The use of statistics is crucial for anyone wishing to understand how society is evolving. They should be analysed very meticulously though, because the devil is in the detail and one statistic can hide another. Here is a demonstration.
It is common practice to illustrate the benefits of economic development by showing the rise in life expectancy over time. Indeed, a child born in 1880 could hope to live for 40 years, whereas their descendent born in 2020 could have double that lifespan. Statistics show that the overall populations of developed countries seem to be converging towards the same life expectancy. This uniformity is deceptive, however, because it hides mortality trajectories that are radically different depending on the ages groups and countries.
Where the United States are concerned, the Nobel laureate Angus Deaton and his wife, Anne Case, sounded the alarm about what they termed the “deaths of despair” phenomenon. Surprisingly, the American mortality rate (especially among white, non-Hispanic Americans with little education) had stagnated and then risen over the last decade.
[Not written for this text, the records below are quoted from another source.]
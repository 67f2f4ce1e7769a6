//! Test utilities for Hearth
//!
//! Temporary directories, fixture documents and assertion helpers shared by
//! unit tests.

use crate::config::{Config, StorageBackend};
use crate::planner::{Ingredient, Recipe, RecipeCatalog};
use std::path::PathBuf;
use tempfile::TempDir;

/// Create a temporary directory for testing
pub fn temp_dir() -> TempDir {
    TempDir::new().expect("Failed to create temporary directory")
}

/// Create a test file with the given content
///
/// # Panics
///
/// Panics if file creation or writing fails
pub fn create_test_file(dir: &TempDir, name: &str, content: &str) -> PathBuf {
    let path = dir.path().join(name);
    std::fs::write(&path, content).expect("Failed to write test file");
    path
}

/// Assert that an error's display text contains the expected message
///
/// # Panics
///
/// Panics if the result is Ok or if the error doesn't contain the expected message
pub fn assert_error_contains<T>(result: crate::error::Result<T>, expected: &str) {
    match result {
        Ok(_) => panic!("Expected error containing '{}' but got Ok", expected),
        Err(e) => {
            let error_msg = e.to_string();
            assert!(
                error_msg.contains(expected),
                "Error message '{}' does not contain '{}'",
                error_msg,
                expected
            );
        }
    }
}

/// Session-manager document with home, work and admin contexts
pub fn session_manager_json() -> String {
    r#"{
  "sessions": {
    "home": {
      "name": "Home Bot",
      "persona": "Family assistant",
      "topics": ["recipe", "shopping list", "dinner", "meal plan", "groceries"],
      "telegramAccount": "hearth_home_bot"
    },
    "work": {
      "name": "Work Bot",
      "persona": "Business assistant",
      "topics": ["project", "client", "meeting", "invoice"]
    },
    "admin": {
      "name": "Admin Bot",
      "persona": "Technical assistant",
      "topics": ["server", "backup", "deploy"]
    }
  },
  "sessionMapping": {
    "agent:main:telegram:home:dm:1": "home",
    "agent:main:telegram:work:dm:1": "work",
    "agent:main:telegram:admin:dm:1": "admin"
  },
  "autoSwitchPatterns": {
    "home": ["milk", "chicken"],
    "admin": ["system", "config"]
  }
}"#
    .to_string()
}

/// Six recipes across distinct categories, one favorite
pub fn sample_catalog() -> RecipeCatalog {
    RecipeCatalog::new(vec![
        Recipe::new("1", "Spaghetti Bolognese")
            .with_categories(["pasta"])
            .with_ingredient(Ingredient::new("Spaghetti", 400.0, "g"))
            .with_ingredient(Ingredient::new("Beef mince", 500.0, "g")),
        Recipe::new("2", "Chicken Fried Rice")
            .with_categories(["rice"])
            .with_ingredient(Ingredient::new("Rice", 300.0, "g"))
            .with_ingredient(Ingredient::new("Chicken thighs", 400.0, "g")),
        Recipe::new("3", "Baked Salmon")
            .with_categories(["seafood"])
            .with_ingredient(Ingredient::new("Salmon fillet", 2.0, "piece")),
        Recipe::new("4", "Veggie Curry")
            .with_categories(["curry"])
            .with_ingredient(Ingredient::new("Tomato", 2.0, "piece")),
        Recipe::new("5", "Beef Tacos")
            .with_categories(["mexican"])
            .with_ingredient(Ingredient::new("Tomato", 2.0, "piece")),
        Recipe::new("6", "Sunday Roast")
            .with_categories(["roast"])
            .with_cooking_time(110)
            .as_favorite(None),
    ])
}

/// Configuration rooted in `dir` with fixtures written to disk
pub fn test_config(dir: &TempDir) -> Config {
    let sessions = create_test_file(dir, "session-manager.json", &session_manager_json());
    let recipes = dir.path().join("recipes.json");
    sample_catalog()
        .save(&recipes)
        .expect("Failed to write recipe fixture");

    let mut config = Config::default();
    config.routing.session_manager_path = sessions;
    config.planner.catalog_path = recipes;
    config.storage.backend = StorageBackend::Json;
    config.storage.data_dir = Some(dir.path().join("data"));
    config
}

#[cfg(test)]
mod tests {
    use super::*;
    use crate::error::HearthError;
    use crate::routing::ContextRegistry;

    #[test]
    fn test_temp_dir_creation() {
        let dir = temp_dir();
        assert!(dir.path().exists());
    }

    #[test]
    fn test_create_test_file() {
        let dir = temp_dir();
        let path = create_test_file(&dir, "test.txt", "content");
        let content = std::fs::read_to_string(&path).unwrap();
        assert_eq!(content, "content");
    }

    #[test]
    fn test_assert_error_contains_success() {
        let result: crate::error::Result<()> =
            Err(HearthError::Config("test error message".to_string()).into());
        assert_error_contains(result, "test error");
    }

    #[test]
    #[should_panic(expected = "Expected error containing")]
    fn test_assert_error_contains_ok() {
        assert_error_contains(Ok(()), "error");
    }

    #[test]
    fn test_fixtures_are_consistent() {
        let dir = temp_dir();
        let config = test_config(&dir);
        assert!(config.validate().is_ok());
        let registry = ContextRegistry::load(&config.routing.session_manager_path).unwrap();
        assert_eq!(registry.contexts().len(), 3);
        let catalog = RecipeCatalog::load(&config.planner.catalog_path).unwrap();
        assert_eq!(catalog.len(), 6);
    }
}
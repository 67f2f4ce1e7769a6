//! Message router: classification, history and responses in one call

use crate::error::Result;
use crate::routing::classifier::{classify, ClassificationResult};
use crate::routing::history::HistoryLog;
use crate::routing::registry::ContextRegistry;
use crate::routing::response::{
    misroute_response, recommendations, session_awareness, Recommendation,
};
use serde::{Deserialize, Serialize};

/// Everything produced for one routed message
#[derive(Debug, Clone, PartialEq, Eq, Serialize, Deserialize)]
#[serde(rename_all = "camelCase")]
pub struct RoutingOutcome {
    pub classification: ClassificationResult,
    pub awareness: Option<String>,
    pub misroute_response: Option<String>,
    pub recommendations: Vec<Recommendation>,
    /// Set when the history logs could not be written
    #[serde(default, skip_serializing_if = "Option::is_none")]
    pub history_error: Option<String>,
}

/// Routes messages against a registry and records them in the history logs
pub struct Router {
    registry: ContextRegistry,
    history: HistoryLog,
}

impl Router {
    pub fn new(registry: ContextRegistry, history: HistoryLog) -> Self {
        Self { registry, history }
    }

    pub fn registry(&self) -> &ContextRegistry {
        &self.registry
    }

    pub fn history(&self) -> &HistoryLog {
        &self.history
    }

    /// Classify a message and append it to the history logs
    ///
    /// A failed history write does not fail the call: it is logged and
    /// reported in [`RoutingOutcome::history_error`].
    ///
    /// # Errors
    ///
    /// Returns `HearthError::UnknownSession` or `HearthError::NoContextData`
    /// when the session key cannot be resolved
    pub fn route(&self, session_key: &str, message: &str) -> Result<RoutingOutcome> {
        let mut outcome = self.route_without_history(session_key, message)?;

        if let Err(e) = self
            .history
            .record(session_key, message, &outcome.classification)
        {
            tracing::warn!("Routing history not recorded: {}", e);
            outcome.history_error = Some(e.to_string());
        }

        if outcome.classification.is_misrouted {
            tracing::info!(
                "Message on {} looks like it belongs to {} ({})",
                outcome.classification.current_context,
                outcome.classification.recommended_context,
                outcome.classification.matched_keywords.join(", ")
            );
        }

        Ok(outcome)
    }

    /// Classify a message and render responses without touching history
    pub fn route_without_history(&self, session_key: &str, message: &str) -> Result<RoutingOutcome> {
        let classification = classify(&self.registry, session_key, message)?;
        Ok(RoutingOutcome {
            awareness: session_awareness(session_key, &self.registry),
            misroute_response: misroute_response(&classification, &self.registry),
            recommendations: recommendations(&classification, &self.registry),
            classification,
            history_error: None,
        })
    }
}
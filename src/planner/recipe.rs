//! Recipe records and the recipe catalog
//!
//! The catalog is owned by whoever stores the recipes; plan generation only
//! reads it. Usage counters change exclusively through
//! [`RecipeCatalog::commit_usage`], which callers invoke after accepting a plan.

use crate::error::{HearthError, Result};
use chrono::NaiveDate;
use serde::{Deserialize, Deserializer, Serialize};
use std::path::Path;

/// One ingredient line of a recipe
#[derive(Debug, Clone, PartialEq, Serialize, Deserialize)]
#[serde(rename_all = "camelCase")]
pub struct Ingredient {
    /// Ingredient name as written in the recipe
    pub name: String,

    /// Amount in `unit`
    #[serde(default)]
    pub quantity: f64,

    /// Unit label (may be empty for countables)
    #[serde(default)]
    pub unit: String,

    /// Free-text notes, e.g. a unit conversion trail
    #[serde(default, skip_serializing_if = "Option::is_none")]
    pub notes: Option<String>,
}

impl Ingredient {
    /// Build an ingredient without notes
    pub fn new(name: impl Into<String>, quantity: f64, unit: impl Into<String>) -> Self {
        Self {
            name: name.into(),
            quantity,
            unit: unit.into(),
            notes: None,
        }
    }
}

/// A recipe from the catalog
#[derive(Debug, Clone, PartialEq, Serialize, Deserialize)]
#[serde(rename_all = "camelCase")]
pub struct Recipe {
    /// Stable identifier
    pub id: String,

    /// Display name
    pub name: String,

    /// Category tags; a single string in the source document becomes one tag
    #[serde(default, deserialize_with = "one_or_many")]
    pub category: Vec<String>,

    /// Total cooking time in minutes
    #[serde(default, alias = "cookingTime")]
    pub cooking_time_minutes: u32,

    /// Ordered ingredient list
    #[serde(default)]
    pub ingredients: Vec<Ingredient>,

    /// Favorite flag, subject to the weekly favorite quota
    #[serde(default)]
    pub favorite: bool,

    /// Last date the recipe was cooked
    #[serde(default, alias = "lastUsed")]
    pub last_used_date: Option<NaiveDate>,

    /// How many committed plans used this recipe
    #[serde(default)]
    pub times_used: u32,
}

#[derive(Deserialize)]
#[serde(untagged)]
enum OneOrMany {
    One(String),
    Many(Vec<String>),
}

fn one_or_many<'de, D>(deserializer: D) -> std::result::Result<Vec<String>, D::Error>
where
    D: Deserializer<'de>,
{
    Ok(match OneOrMany::deserialize(deserializer)? {
        OneOrMany::One(single) => vec![single],
        OneOrMany::Many(many) => many,
    })
}

impl Recipe {
    /// Minimal recipe, mostly useful for tests and fixtures
    pub fn new(id: impl Into<String>, name: impl Into<String>) -> Self {
        Self {
            id: id.into(),
            name: name.into(),
            category: Vec::new(),
            cooking_time_minutes: 30,
            ingredients: Vec::new(),
            favorite: false,
            last_used_date: None,
            times_used: 0,
        }
    }

    /// Set category tags
    pub fn with_categories<I, S>(mut self, categories: I) -> Self
    where
        I: IntoIterator<Item = S>,
        S: Into<String>,
    {
        self.category = categories.into_iter().map(Into::into).collect();
        self
    }

    /// Set cooking time
    pub fn with_cooking_time(mut self, minutes: u32) -> Self {
        self.cooking_time_minutes = minutes;
        self
    }

    /// Append an ingredient
    pub fn with_ingredient(mut self, ingredient: Ingredient) -> Self {
        self.ingredients.push(ingredient);
        self
    }

    /// Mark as favorite, optionally with a last-used date
    pub fn as_favorite(mut self, last_used: Option<NaiveDate>) -> Self {
        self.favorite = true;
        self.last_used_date = last_used;
        self
    }

    /// Case-insensitive category membership
    pub fn has_category(&self, category: &str) -> bool {
        self.category.iter().any(|c| c.eq_ignore_ascii_case(category))
    }
}

/// Record that a recipe was cooked on a date
#[derive(Debug, Clone, PartialEq, Eq, Serialize, Deserialize)]
#[serde(rename_all = "camelCase")]
pub struct UsageRecord {
    pub recipe_id: String,
    pub date: NaiveDate,
}

/// The set of recipes the planner chooses from
#[derive(Debug, Clone, Default, PartialEq, Serialize, Deserialize)]
#[serde(transparent)]
pub struct RecipeCatalog {
    recipes: Vec<Recipe>,
}

impl RecipeCatalog {
    /// Wrap a list of recipes
    pub fn new(recipes: Vec<Recipe>) -> Self {
        Self { recipes }
    }

    /// Load a catalog from a JSON array file
    ///
    /// # Errors
    ///
    /// Returns `HearthError::Config` if the file cannot be read or parsed
    pub fn load(path: impl AsRef<Path>) -> Result<Self> {
        let path = path.as_ref();
        let contents = std::fs::read_to_string(path).map_err(|e| {
            HearthError::Config(format!(
                "Failed to read recipe catalog {}: {}",
                path.display(),
                e
            ))
        })?;
        let catalog: Self = serde_json::from_str(&contents).map_err(|e| {
            HearthError::Config(format!(
                "Failed to parse recipe catalog {}: {}",
                path.display(),
                e
            ))
        })?;
        tracing::debug!("Loaded {} recipes from {}", catalog.len(), path.display());
        Ok(catalog)
    }

    /// Write the catalog back as a pretty-printed JSON array
    pub fn save(&self, path: impl AsRef<Path>) -> Result<()> {
        let json = serde_json::to_string_pretty(self)?;
        std::fs::write(path.as_ref(), json)?;
        Ok(())
    }

    /// All recipes in catalog order
    pub fn recipes(&self) -> &[Recipe] {
        &self.recipes
    }

    /// Look a recipe up by id
    pub fn get(&self, id: &str) -> Option<&Recipe> {
        self.recipes.iter().find(|r| r.id == id)
    }

    /// Number of recipes
    pub fn len(&self) -> usize {
        self.recipes.len()
    }

    /// True when the catalog holds no recipes
    pub fn is_empty(&self) -> bool {
        self.recipes.is_empty()
    }

    /// Favorite-flagged recipes
    pub fn favorites(&self) -> impl Iterator<Item = &Recipe> {
        self.recipes.iter().filter(|r| r.favorite)
    }

    /// Apply usage records produced by an accepted plan
    ///
    /// Each record increments `times_used` and moves `last_used_date` forward
    /// (never backward). Records naming unknown recipes are skipped.
    ///
    /// # Returns
    ///
    /// The number of records applied
    ///
    /// # Examples
    ///
    /// ```
    /// use chrono::NaiveDate;
    /// use hearth::planner::{Recipe, RecipeCatalog, UsageRecord};
    ///
    /// let mut catalog = RecipeCatalog::new(vec![Recipe::new("1", "Stir Fry")]);
    /// let date = NaiveDate::from_ymd_opt(2026, 3, 2).unwrap();
    /// let applied = catalog.commit_usage(&[
    ///     UsageRecord { recipe_id: "1".into(), date },
    ///     UsageRecord { recipe_id: "missing".into(), date },
    /// ]);
    /// assert_eq!(applied, 1);
    /// assert_eq!(catalog.get("1").unwrap().times_used, 1);
    /// assert_eq!(catalog.get("1").unwrap().last_used_date, Some(date));
    /// ```
    pub fn commit_usage(&mut self, records: &[UsageRecord]) -> usize {
        let mut applied = 0;
        for record in records {
            let Some(recipe) = self.recipes.iter_mut().find(|r| r.id == record.recipe_id) else {
                tracing::warn!("Skipping usage for unknown recipe {}", record.recipe_id);
                continue;
            };
            recipe.times_used += 1;
            recipe.last_used_date = Some(match recipe.last_used_date {
                Some(previous) if previous > record.date => previous,
                _ => record.date,
            });
            applied += 1;
        }
        applied
    }
}
//! Hearth - household assistant routing and meal planning CLI
//!
#![doc = "Hearth - household assistant routing and meal planning CLI"]
#![doc = "Main entry point for the Hearth command-line application."]

use anyhow::Result;

use hearth::cli::{Cli, Commands};
use hearth::commands;
use hearth::config::Config;
use hearth::logging::init_logging;

fn main() -> Result<()> {
    // Parse command line arguments
    let cli = Cli::parse_args();

    // Load configuration
    let config_path = cli.config.as_deref().unwrap_or("config/config.yaml");
    let config = Config::load(config_path, &cli)?;

    // Validate configuration
    config.validate()?;

    // Initialize tracing
    init_logging(&config.logging)?;

    // Execute command
    match cli.command {
        Commands::Route {
            session_key,
            message,
            json,
            no_history,
        } => {
            tracing::debug!("Routing message for session {}", session_key);
            let message = message.join(" ");
            commands::route::run_route(&config, &session_key, &message, json, no_history)?;
            Ok(())
        }
        Commands::Awareness { session_key } => {
            commands::route::run_awareness(&config, &session_key)?;
            Ok(())
        }
        Commands::History { context, limit } => {
            commands::history::run_history(&config, context.as_deref(), limit)?;
            Ok(())
        }
        Commands::Plan {
            start,
            seed,
            commit,
            json,
        } => {
            tracing::debug!("Generating weekly plan");
            commands::plan::run_plan(&config, start, seed, commit, json)?;
            Ok(())
        }
        Commands::Groceries { metric, json } => {
            commands::plan::run_groceries(&config, metric, json)?;
            Ok(())
        }
        Commands::Swap { day, recipe } => {
            commands::plan::run_swap(&config, day, recipe.as_deref())?;
            Ok(())
        }
    }
}
// 该文件是 Shanan Remote （山南远程推理） 项目的一部分。
// src/unmap.rs - 模型坐标到原图坐标的逆变换
//
// 本文件根据 Apache 许可证第 2.0 版（以下简称“许可证”）授权使用；
// 除非遵守该许可证条款，否则您不得使用本文件。
// 您可通过以下网址获取许可证副本：
// http://www.apache.org/licenses/LICENSE-2.0
// 除非适用法律要求或书面同意，根据本许可协议分发的软件均按“原样”提供，
// 不附带任何形式的明示或暗示的保证或条件。
// 有关许可权限与限制的具体条款，请参阅本许可协议。
//
// Copyright (C) 2026 Johann Li <me@qinka.pro>, Wareless Group

use crate::letterbox::LetterboxParams;

/// 模型输入空间中的框 [x1, y1, x2, y2]
pub type RawBox = [f32; 4];

/// 原图像素空间中的矩形
#[derive(Debug, Clone, Copy, PartialEq, Eq, Hash)]
pub struct Rectangle {
  pub x: i32,
  pub y: i32,
  pub width: i32,
  pub height: i32,
}

impl Rectangle {
  pub fn right(&self) -> i32 {
    self.x.saturating_add(self.width)
  }

  pub fn bottom(&self) -> i32 {
    self.y.saturating_add(self.height)
  }
}

/// 去除填充并按缩放系数还原，保持输入顺序
///
/// 各坐标先向零截断再求宽高，不做裁剪或过滤；超出 i32 范围的值饱和到边界。
pub fn unmap(raw_boxes: &[RawBox], params: &LetterboxParams) -> Vec<Rectangle> {
  let padding = [
    params.pad_left as f32,
    params.pad_top as f32,
    params.pad_left as f32,
    params.pad_top as f32,
  ];
  let scaling = [params.scale_w, params.scale_h, params.scale_w, params.scale_h];

  raw_boxes
    .iter()
    .map(|raw| {
      let mut coords = [0i32; 4];
      for (i, coord) in coords.iter_mut().enumerate() {
        *coord = ((raw[i] - padding[i]) * scaling[i]) as i32;
      }
      let [x1, y1, x2, y2] = coords;
      Rectangle {
        x: x1,
        y: y1,
        width: x2.saturating_sub(x1),
        height: y2.saturating_sub(y1),
      }
    })
    .collect()
}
One of the main reasons for this rise is the excess mortality linked to alcohol consumption and both legal and illegal drug taking. For Case and Deaton, this excess mortality is symptomatic of the fact that a portion of the American population is suffering from the societal changes brought on by technology and globalisation.
Fortunately, no such phenomenon is occurring in Europe, perhaps because the welfare state system is more present. Nevertheless, there are marked differences from one country to another. Male mortality in France (in the 40 to 44 age bracket) is very high compared to the United States or Italy. One of the main reasons is that the suicide rate is much higher in France than in most other developed countries. This seems to have been the case in France for some time and no satisfactory explanation has been found. The phenomenon is troubling enough to have prompted the creation of a national suicide observatory.
These examples show that the well-being of a country cannot be summed up by a single indicator. In this area as in others, the devil is in the detail and it is in this detail that the accuracy of a scientific observation resides. To push the metaphor a little further, one could even say that it would be a sin for people to neglect details and consilience to settle for an inevitably superficial overview. As concerns the subject at hand, life expectancy has progressed around the world, but this phenomenon can conceal the suffering of vulnerable segments of our societies.